3. Create the upper part of the model, load the data into it, save them:
Scheme

In the original post, the author used one network layer with 256 neurons, however I will use two layers of 64 neurons each and a Dropout layer with a value of 0.5. I was forced to make this change due to the fact that when I trained the finished model (which we will do in the next step), my computer crashed and rebooted.
Load the arrays:
train_data = np.load(open('bottleneck_features_and_weights/bn_features_train.npy', 'rb'))
train_labels = np.array([0] * 1000 + [1] * 1000)
validation_data = np.load(open('bottleneck_features_and_weights/bn_features_validation.npy', 'rb'))
validation_labels = np.array([0] * 1000 + [1] * 1000)
Please note that we previously specified shuffle = False . And now we can easily specify labels . Since in each class we have 2000 images and all the images were received in turn, we will have 1000 zeros and 1000 units for the training and for the test samples.

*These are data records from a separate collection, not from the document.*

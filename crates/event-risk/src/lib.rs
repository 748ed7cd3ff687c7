//! Per-ticker upcoming-event exposure: earnings, dividend ex-dates and
//! regulator-mandated disclosures from a small local calendar, blended with
//! the market regime's crash risk.

use chrono::NaiveDate;
use screener_core::{EventRisk, EventRiskBatch, Regime, ScreenError, ScreenResult};
use serde::Deserialize;
use std::collections::HashMap;
use std::path::Path;

/// Events further out than this many days are ignored.
const EVENT_HORIZON_DAYS: i64 = 14;

/// Regulatory disclosures due within this many days raise the flag.
const REGULATORY_HORIZON_DAYS: i64 = 5;

/// Events inside this window contribute to the risk score.
const NEAR_EVENT_DAYS: i64 = 3;

const SIT_OUT_THRESHOLD: f64 = 0.7;

#[derive(Debug, Clone, Default, Deserialize)]
pub struct TickerEvents {
    #[serde(default)]
    pub earnings: Vec<NaiveDate>,
    #[serde(default)]
    pub dividends: Vec<NaiveDate>,
    #[serde(default)]
    pub regulatory: Vec<NaiveDate>,
}

/// Local event calendar, keyed by ticker. An absent calendar is the normal
/// case: event fields stay null and only the regime term contributes.
#[derive(Debug, Clone, Default)]
pub struct EventCalendar {
    entries: HashMap<String, TickerEvents>,
}

impl EventCalendar {
    pub fn empty() -> Self {
        Self::default()
    }

    pub fn load(path: &Path) -> ScreenResult<Self> {
        let raw = std::fs::read_to_string(path)?;
        let entries: HashMap<String, TickerEvents> = serde_json::from_str(&raw)
            .map_err(|e| ScreenError::ConfigInvalid(format!("event calendar: {}", e)))?;
        Ok(Self { entries })
    }

    pub fn from_entries(entries: HashMap<String, TickerEvents>) -> Self {
        Self { entries }
    }

    pub fn is_empty(&self) -> bool {
        self.entries.is_empty()
    }

    fn get(&self, ticker: &str) -> Option<&TickerEvents> {
        self.entries.get(ticker)
    }
}

pub struct EventRiskGuard {
    calendar: EventCalendar,
}

impl EventRiskGuard {
    pub fn new(calendar: EventCalendar) -> Self {
        Self { calendar }
    }

    /// Assess a batch of tickers against the calendar and current regime.
    /// Results are keyed by ticker; no ordering is guaranteed.
    pub fn assess(&self, tickers: &[String], regime: &Regime, today: NaiveDate) -> EventRiskBatch {
        let per_ticker = tickers
            .iter()
            .map(|ticker| (ticker.clone(), self.assess_one(ticker, regime, today)))
            .collect();

        EventRiskBatch {
            per_ticker,
            market_regime: regime.clone(),
        }
    }

    fn assess_one(&self, ticker: &str, regime: &Regime, today: NaiveDate) -> EventRisk {
        let events = match self.calendar.get(ticker) {
            Some(events) => events,
            None => return EventRisk::from_regime(regime),
        };

        let earnings_in_days = days_to_next(&events.earnings, today, EVENT_HORIZON_DAYS);
        let dividend_in_days = days_to_next(&events.dividends, today, EVENT_HORIZON_DAYS);
        let regulatory_flag =
            days_to_next(&events.regulatory, today, REGULATORY_HORIZON_DAYS).is_some();

        let earnings_near = matches!(earnings_in_days, Some(d) if d <= NEAR_EVENT_DAYS);
        let dividend_near = matches!(dividend_in_days, Some(d) if d <= NEAR_EVENT_DAYS);

        let risk_score = (0.05 * f64::from(earnings_near as u8)
            + 0.02 * f64::from(dividend_near as u8)
            + 0.04 * f64::from(regulatory_flag as u8)
            + 0.10 * regime.crash_risk)
            .clamp(0.0, 1.0);

        EventRisk {
            earnings_in_days,
            dividend_in_days,
            regulatory_flag,
            risk_score,
            sit_out: risk_score >= SIT_OUT_THRESHOLD,
        }
    }
}

/// Days until the next event on or after `today`, if one falls inside the
/// horizon.
fn days_to_next(dates: &[NaiveDate], today: NaiveDate, horizon_days: i64) -> Option<i64> {
    dates
        .iter()
        .filter_map(|d| {
            let days = (*d - today).num_days();
            (0..=horizon_days).contains(&days).then_some(days)
        })
        .min()
}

Create a model of the FFN network, compile it:
fc_model = Sequential()
fc_model.add(Flatten(input_shape=train_data.shape[1:]))
fc_model.add(Dense(64, activation='relu', name='dense_one'))
fc_model.add(Dropout(0.5, name='dropout_one'))
fc_model.add(Dense(64, activation='relu', name='dense_two'))
fc_model.add(Dropout(0.5, name='dropout_two'))
fc_model.add(Dense(1, activation='sigmoid', name='output'))
fc_model.compile(optimizer='rmsprop',
loss='binary_crossentropy',
metrics=['accuracy'])
Load our arrays into it:
fc_model.fit(train_data, train_labels,
nb_epoch=50, batch_size=32,
validation_data=(validation_data, validation_labels))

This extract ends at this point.